A government spokesman blamed an “administrative oversight” for the initial failure to declare the talks in the usual way, with records since updated.

Our political correspondent Adam Forrest has the report:


Starmer ‘puts Labor on electoral footing’ as government ‘could fall at any time’

Sir Keir Starmer has carried out a long-planned reshuffle of key roles within Labor which he said would put it on the brink of a general election – as he claimed Liz Truss’ government “could fall at any time”.

He told Labor staff: “The collapse of the government has given us a huge chance. The instability means they could fall at any time. That’s why we need to get on the electoral foot now.”

The leader said his party needed to “seize the opportunity we have and show the British people that we are the party that can take our country forward”.

“These changes to party structures that will move us into the electoral base,” Sir Keir said. “We’ve been planning this for a while but the scale of the Tory collapse has brought it forward.”


Liz Truss accused of ‘betraying’ tenants as ban on no-fault evictions could be lifted

Reports of a government U-turn to end no-fault evictions would be a “truly devastating blow”, a charity has said.

Matt Downie, chief executive of Crisis said: “How can it be right that stopping unnecessary and unwarranted evictions is not a priority?
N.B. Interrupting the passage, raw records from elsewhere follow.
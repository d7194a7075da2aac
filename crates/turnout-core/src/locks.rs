use crate::error::TurnoutError;
use crate::types::EventId;
use parking_lot::{ArcMutexGuard, Mutex, RawMutex};
use std::collections::HashMap;
use std::sync::Arc;
use std::time::Duration;

type Slot = Arc<Mutex<()>>;

/// Per-event mutual exclusion for the read-decide-write sequence.
///
/// Clones share one table, so every `Turnout` handle that writes to the same
/// stores must be built with clones of the same `EventLocks`.
#[derive(Clone, Default)]
pub struct EventLocks {
    slots: Arc<Mutex<HashMap<EventId, Slot>>>,
}

/// Releases the event on drop.
pub struct EventGuard {
    locks: EventLocks,
    event_id: EventId,
    held: Option<ArcMutexGuard<RawMutex, ()>>,
}

impl EventLocks {
    pub fn new() -> Self {
        Self::default()
    }

    /// Waits at most `timeout` for exclusive access to `event_id`.
    pub fn acquire(
        &self,
        event_id: &EventId,
        timeout: Duration,
    ) -> Result<EventGuard, TurnoutError> {
        let slot = Arc::clone(self.slots.lock().entry(event_id.clone()).or_default());
        let held = slot.try_lock_arc_for(timeout);
        drop(slot);

        let Some(held) = held else {
            self.forget_if_idle(event_id);
            tracing::warn!(
                event_id = %event_id,
                timeout_ms = u64::try_from(timeout.as_millis()).unwrap_or(u64::MAX),
                "event lock wait timed out"
            );
            return Err(TurnoutError::Unavailable {
                message: format!("timed out waiting for event {event_id}"),
            });
        };

        Ok(EventGuard {
            locks: self.clone(),
            event_id: event_id.clone(),
            held: Some(held),
        })
    }

    /// Number of events with a holder or waiter.
    pub fn active(&self) -> usize {
        self.slots.lock().len()
    }

    // Holders and waiters each keep a clone of the slot, so a count of one
    // means only the table references it.
    fn forget_if_idle(&self, event_id: &EventId) {
        let mut slots = self.slots.lock();
        let idle = slots
            .get(event_id)
            .is_some_and(|slot| Arc::strong_count(slot) == 1);
        if idle {
            slots.remove(event_id);
        }
    }
}

impl Drop for EventGuard {
    fn drop(&mut self) {
        drop(self.held.take());
        self.locks.forget_if_idle(&self.event_id);
    }
}

#[cfg(test)]
mod tests {
    use super::*;
    use std::sync::atomic::{AtomicU32, Ordering};
    use std::thread;

    #[test]
    fn second_acquire_times_out_while_held() {
        let locks = EventLocks::new();
        let event_id = EventId::generate();
        let _guard = locks.acquire(&event_id, Duration::from_millis(10)).unwrap();
        let err = locks
            .acquire(&event_id, Duration::from_millis(20))
            .err()
            .unwrap();
        assert!(matches!(err, TurnoutError::Unavailable { .. }));
    }

    #[test]
    fn different_events_do_not_contend() {
        let locks = EventLocks::new();
        let _a = locks
            .acquire(&EventId::generate(), Duration::from_millis(10))
            .unwrap();
        let _b = locks
            .acquire(&EventId::generate(), Duration::from_millis(10))
            .unwrap();
        assert_eq!(locks.active(), 2);
    }

    #[test]
    fn released_entries_are_dropped() {
        let locks = EventLocks::new();
        let event_id = EventId::generate();
        drop(locks.acquire(&event_id, Duration::from_millis(10)).unwrap());
        assert_eq!(locks.active(), 0);
        drop(locks.acquire(&event_id, Duration::from_millis(10)).unwrap());
    }

    #[test]
    fn waiter_gets_the_event_once_released() {
        let locks = EventLocks::new();
        let event_id = EventId::generate();
        let (taken, wait_taken) = std::sync::mpsc::channel();
        let holder = {
            let locks = locks.clone();
            let event_id = event_id.clone();
            thread::spawn(move || {
                let _guard = locks.acquire(&event_id, Duration::from_millis(10)).unwrap();
                taken.send(()).unwrap();
                thread::sleep(Duration::from_millis(30));
            })
        };
        wait_taken.recv().unwrap();
        let second = locks.acquire(&event_id, Duration::from_secs(5));
        holder.join().unwrap();
        assert!(second.is_ok());
        drop(second);
        assert_eq!(locks.active(), 0);
    }

    #[test]
    fn timed_out_waiter_leaves_no_entry_behind() {
        let locks = EventLocks::new();
        let event_id = EventId::generate();
        let guard = locks.acquire(&event_id, Duration::from_millis(10)).unwrap();
        assert!(locks.acquire(&event_id, Duration::from_millis(5)).is_err());
        assert_eq!(locks.active(), 1);
        drop(guard);
        assert_eq!(locks.active(), 0);
    }

    #[test]
    fn serializes_critical_sections() {
        let locks = EventLocks::new();
        let event_id = EventId::generate();
        let inside = Arc::new(AtomicU32::new(0));
        let overlaps = Arc::new(AtomicU32::new(0));
        let handles: Vec<_> = (0..8)
            .map(|_| {
                let locks = locks.clone();
                let event_id = event_id.clone();
                let inside = Arc::clone(&inside);
                let overlaps = Arc::clone(&overlaps);
                thread::spawn(move || {
                    for _ in 0..20 {
                        let _guard = locks.acquire(&event_id, Duration::from_secs(5)).unwrap();
                        if inside.fetch_add(1, Ordering::SeqCst) != 0 {
                            overlaps.fetch_add(1, Ordering::SeqCst);
                        }
                        thread::yield_now();
                        inside.fetch_sub(1, Ordering::SeqCst);
                    }
                })
            })
            .collect();
        for handle in handles {
            handle.join().unwrap();
        }
        assert_eq!(overlaps.load(Ordering::SeqCst), 0);
        assert_eq!(locks.active(), 0);
    }
}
This u-turn betrays an election promise and complicates disaster.”

Our political correspondent Adam Forrest has more:


Diselected Labor MP hits out at ‘manufactured political circus’
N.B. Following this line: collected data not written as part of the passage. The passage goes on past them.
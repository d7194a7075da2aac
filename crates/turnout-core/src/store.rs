use crate::attendees::AttendeeRepository;
use crate::error::TurnoutError;
use crate::events::EventRepository;
use crate::notifications::NotificationRepository;

/// Access to the external Event and Attendee stores plus the notification
/// outbox. `with_tx` must make everything done through the closure commit or
/// roll back as one unit.
pub trait Store {
    type Events<'a>: EventRepository
    where
        Self: 'a;
    type Attendees<'a>: AttendeeRepository
    where
        Self: 'a;
    type Notifications<'a>: NotificationRepository
    where
        Self: 'a;

    fn events(&self) -> Self::Events<'_>;
    fn attendees(&self) -> Self::Attendees<'_>;
    fn notifications(&self) -> Self::Notifications<'_>;

    fn with_tx<F, T>(&self, f: F) -> Result<T, TurnoutError>
    where
        F: FnOnce(&Self) -> Result<T, TurnoutError>;
}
Labor MP Sam Tarry has demanded further details of the vote that led to his withdrawal as a candidate, calling it a “manufactured political circus”.

The former frontbencher said he was “completely gutted” by the result at Ilford South on Monday night, where he failed to see off a challenge from the leader of Redbridge Council, Jas Athwal.
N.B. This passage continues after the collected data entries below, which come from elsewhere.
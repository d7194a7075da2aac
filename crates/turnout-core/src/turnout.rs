use crate::admission;
use crate::attendees::AttendeeRepository;
use crate::config::AdmissionConfig;
use crate::counters;
use crate::error::{AttendeeError, EventError, TurnoutError};
use crate::events::EventRepository;
use crate::locks::EventLocks;
use crate::notifications::NotificationRepository;
use crate::notify;
use crate::store::Store;
use crate::types::{
    Attendee, AttendeeFilter, AttendeePage, Caller, CreateEventInput, Event, EventId, EventStatus,
    NotificationBody, PageRequest, ReconcileReport, SubmitRsvpInput, UserId,
};
use crate::validation::{
    ensure_accepting_rsvps, ensure_organizer, validate_page, validate_schedule,
    validate_status_transition,
};
use crate::waitlist;
use chrono::Utc;
use turnout_events::{EventSource, NotificationIntent, NotificationQueue};

#[derive(Debug, Clone)]
pub struct RequestContext {
    pub source: EventSource,
    pub correlation_id: Option<String>,
}

impl RequestContext {
    pub fn new(source: EventSource, correlation_id: Option<String>) -> Self {
        Self {
            source,
            correlation_id,
        }
    }
}

pub struct Turnout<S: Store> {
    store: S,
    queue: NotificationQueue,
    locks: EventLocks,
    config: AdmissionConfig,
}

impl<S: Store> Turnout<S> {
    pub fn new(store: S, queue: NotificationQueue) -> Self {
        Self {
            store,
            queue,
            locks: EventLocks::new(),
            config: AdmissionConfig::default(),
        }
    }

    /// Shares a lock table with other handles writing to the same stores.
    pub fn with_locks(mut self, locks: EventLocks) -> Self {
        self.locks = locks;
        self
    }

    pub fn with_config(mut self, config: AdmissionConfig) -> Self {
        self.config = config;
        self
    }

    pub fn events(&self) -> EventsApi<'_, S> {
        EventsApi { core: self }
    }

    pub fn attendees(&self) -> AttendeesApi<'_, S> {
        AttendeesApi { core: self }
    }

    pub fn waitlist(&self) -> WaitlistApi<'_, S> {
        WaitlistApi { core: self }
    }

    pub fn notifications(&self) -> NotificationsApi<'_, S> {
        NotificationsApi { core: self }
    }

    pub fn store(&self) -> &S {
        &self.store
    }

    pub fn locks(&self) -> &EventLocks {
        &self.locks
    }

    /// Runs `f` inside the event's critical section and a transaction,
    /// appends the notifications it produced to the outbox, and publishes
    /// them once the transaction has committed and the lock is released.
    fn with_notifications<T, F>(
        &self,
        ctx: &RequestContext,
        event_id: &EventId,
        f: F,
    ) -> Result<T, TurnoutError>
    where
        F: FnOnce(&S) -> Result<(T, Vec<NotificationBody>), TurnoutError>,
    {
        let guard = self.locks.acquire(event_id, self.config.lock_timeout())?;
        let (value, intents) = self.store.with_tx(|store| {
            let (value, bodies) = f(store)?;
            let mut intents = Vec::with_capacity(bodies.len());
            for body in bodies {
                let intent = notify::build_intent(ctx, body)?;
                intents.push(store.notifications().append(intent)?);
            }
            Ok((value, intents))
        })?;
        drop(guard);
        notify::publish(&self.queue, intents);
        Ok(value)
    }

    fn load_event(&self, event_id: &EventId) -> Result<Event, TurnoutError> {
        self.store
            .events()
            .get(event_id)?
            .ok_or_else(|| EventError::NotFound.into())
    }
}

pub struct EventsApi<'a, S: Store> {
    core: &'a Turnout<S>,
}

impl<'a, S: Store> EventsApi<'a, S> {
    pub fn create(&self, input: CreateEventInput) -> Result<Event, TurnoutError> {
        if input.title.trim().is_empty() {
            return Err(EventError::InvalidInput {
                message: "title must not be empty".to_string(),
            }
            .into());
        }
        validate_schedule(input.start_time, input.end_time)?;
        let event = self
            .core
            .store
            .with_tx(|store| store.events().create(input))?;
        tracing::info!(
            event_id = %event.id,
            host_id = %event.host_id,
            max = event.max_attendees,
            "event created"
        );
        Ok(event)
    }

    pub fn get(&self, event_id: &EventId) -> Result<Event, TurnoutError> {
        self.core.load_event(event_id)
    }

    /// Changes capacity. Growing it (or lifting the limit with `0`) admits
    /// waitlisted parties from the head; shrinking never displaces anyone.
    pub fn update_capacity(
        &self,
        ctx: &RequestContext,
        caller: &Caller,
        event_id: &EventId,
        max_attendees: u32,
    ) -> Result<Event, TurnoutError> {
        self.core.with_notifications(ctx, event_id, |store| {
            let event = store
                .events()
                .get(event_id)?
                .ok_or(EventError::NotFound)?;
            ensure_organizer(&event, caller, "change capacity")?;
            ensure_accepting_rsvps(&event, Utc::now())?;

            let previous = event.max_attendees;
            let grew = max_attendees == 0 || (previous != 0 && max_attendees > previous);
            let mut event = store.events().set_capacity(event_id, max_attendees)?;
            tracing::info!(
                event_id = %event_id,
                from = previous,
                to = max_attendees,
                "capacity changed"
            );
            let mut bodies = Vec::new();
            if grew {
                bodies.extend(notify::promoted(waitlist::promote(store, &mut event)?));
            }
            Ok((event, bodies))
        })
    }

    pub fn set_status(
        &self,
        ctx: &RequestContext,
        caller: &Caller,
        event_id: &EventId,
        status: EventStatus,
    ) -> Result<Event, TurnoutError> {
        self.core.with_notifications(ctx, event_id, |store| {
            let event = store
                .events()
                .get(event_id)?
                .ok_or(EventError::NotFound)?;
            ensure_organizer(&event, caller, "change event status")?;
            validate_status_transition(event.status, status)?;
            if event.status == status {
                return Ok((event, Vec::new()));
            }
            let updated = store.events().set_status(event_id, status)?;
            tracing::info!(event_id = %event_id, from = %event.status, to = %status, "event status changed");
            Ok((updated, Vec::new()))
        })
    }

    /// Rebuilds the counters from the attendee records and closes any gaps
    /// in the waitlist.
    pub fn reconcile(
        &self,
        ctx: &RequestContext,
        event_id: &EventId,
    ) -> Result<ReconcileReport, TurnoutError> {
        self.core.with_notifications(ctx, event_id, |store| {
            let event = store
                .events()
                .get(event_id)?
                .ok_or(EventError::NotFound)?;
            let attendees = store.attendees().all(event_id)?;
            let after = counters::recompute(&attendees);
            if after != event.rsvp_counts {
                store.events().set_counts(event_id, &after)?;
            }
            let positions_repaired = waitlist::reindex(store, event_id)?;
            let report = ReconcileReport {
                event_id: event_id.clone(),
                before: event.rsvp_counts,
                after,
                positions_repaired,
            };
            if report.drifted() {
                tracing::info!(
                    event_id = %event_id,
                    before = ?report.before,
                    after = ?report.after,
                    positions_repaired,
                    "counters reconciled"
                );
            }
            Ok((report, Vec::new()))
        })
    }
}

pub struct AttendeesApi<'a, S: Store> {
    core: &'a Turnout<S>,
}

impl<'a, S: Store> AttendeesApi<'a, S> {
    /// Returns the record as stored, including whether the party ended up
    /// on the waitlist.
    pub fn submit_rsvp(
        &self,
        ctx: &RequestContext,
        event_id: &EventId,
        user_id: &UserId,
        input: SubmitRsvpInput,
    ) -> Result<Attendee, TurnoutError> {
        self.core.with_notifications(ctx, event_id, |store| {
            admission::submit(store, event_id, user_id, &input, Utc::now())
        })
    }

    pub fn update_guest_count(
        &self,
        ctx: &RequestContext,
        event_id: &EventId,
        user_id: &UserId,
        guest_count: i64,
    ) -> Result<(), TurnoutError> {
        self.core.with_notifications(ctx, event_id, |store| {
            admission::update_guest_count(store, event_id, user_id, guest_count, Utc::now())
        })
    }

    pub fn remove(
        &self,
        ctx: &RequestContext,
        caller: &Caller,
        event_id: &EventId,
        user_id: &UserId,
    ) -> Result<(), TurnoutError> {
        self.core.with_notifications(ctx, event_id, |store| {
            admission::remove(store, event_id, user_id, caller, Utc::now())
        })
    }

    pub fn invite(
        &self,
        ctx: &RequestContext,
        caller: &Caller,
        event_id: &EventId,
        user_id: &UserId,
    ) -> Result<Attendee, TurnoutError> {
        self.core.with_notifications(ctx, event_id, |store| {
            admission::invite(store, event_id, user_id, caller, Utc::now())
        })
    }

    pub fn get(&self, event_id: &EventId, user_id: &UserId) -> Result<Attendee, TurnoutError> {
        self.core
            .store
            .attendees()
            .get(event_id, user_id)?
            .ok_or_else(|| AttendeeError::NotFound.into())
    }

    pub fn list(
        &self,
        event_id: &EventId,
        filter: AttendeeFilter,
        page: PageRequest,
    ) -> Result<AttendeePage, TurnoutError> {
        validate_page(&page, self.core.config.max_page_size)?;
        self.core.load_event(event_id)?;
        let attendees = self.core.store.attendees();
        Ok(AttendeePage {
            items: attendees.list(event_id, &filter, &page)?,
            total: attendees.count(event_id, &filter)?,
            page: page.page,
            limit: page.limit,
        })
    }
}

pub struct WaitlistApi<'a, S: Store> {
    core: &'a Turnout<S>,
}

impl<'a, S: Store> WaitlistApi<'a, S> {
    /// Waitlisted records in queue order.
    pub fn list(&self, event_id: &EventId, page: PageRequest) -> Result<AttendeePage, TurnoutError> {
        validate_page(&page, self.core.config.max_page_size)?;
        self.core.load_event(event_id)?;
        let attendees = self.core.store.attendees();
        Ok(AttendeePage {
            items: attendees.waitlist_page(event_id, &page)?,
            total: u64::from(attendees.waitlist_len(event_id)?),
            page: page.page,
            limit: page.limit,
        })
    }
}

pub struct NotificationsApi<'a, S: Store> {
    core: &'a Turnout<S>,
}

impl<'a, S: Store> NotificationsApi<'a, S> {
    /// Outbox records with a sequence number greater than `after`.
    pub fn list(
        &self,
        after: Option<i64>,
        limit: Option<u32>,
    ) -> Result<Vec<NotificationIntent>, TurnoutError> {
        if limit == Some(0) {
            return Err(EventError::InvalidInput {
                message: "limit must be positive".to_string(),
            }
            .into());
        }
        self.core.store.notifications().list(after, limit)
    }
}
He said he was “extremely concerned” by the result, saying it did not reflect the feeling his campaign team got or the “careful data” they collected.

“I am taking some time to consider what is next, but to be sure of the integrity of the result, I am asking the party to share with me the full information about who cast electronic votes, by what method and when they were cast. ,” he said.


Talking about nuclear weapons is ‘very dangerous’, says GCHQ chief

GCHQ director Sir Jeremy Fleming has warned that talk of nuclear weapons in relation to Russia’s war with Ukraine is “very dangerous”.

The intelligence chief told BBC Radio 4’s Today program: “I think any talk about nuclear weapons is very dangerous and we have to be very careful how we talk about it.”

Suggesting that GCHQ has seen no signs that Russia is preparing to use nuclear weapons, he added: “They [Russia] stays within the doctrine that we understand for their use, including for nuclear weapons.

“I would hope that we would see indicators if they started to go down that road. But let’s be absolutely clear about it – if they are considering it, it would be a disaster in the way that a lot of people have been talking about.”

Further clarifying that part of GCHQ’s role is to look for these indicators, Sir Jeremy said: “It is partly to look for these indicators, yes.”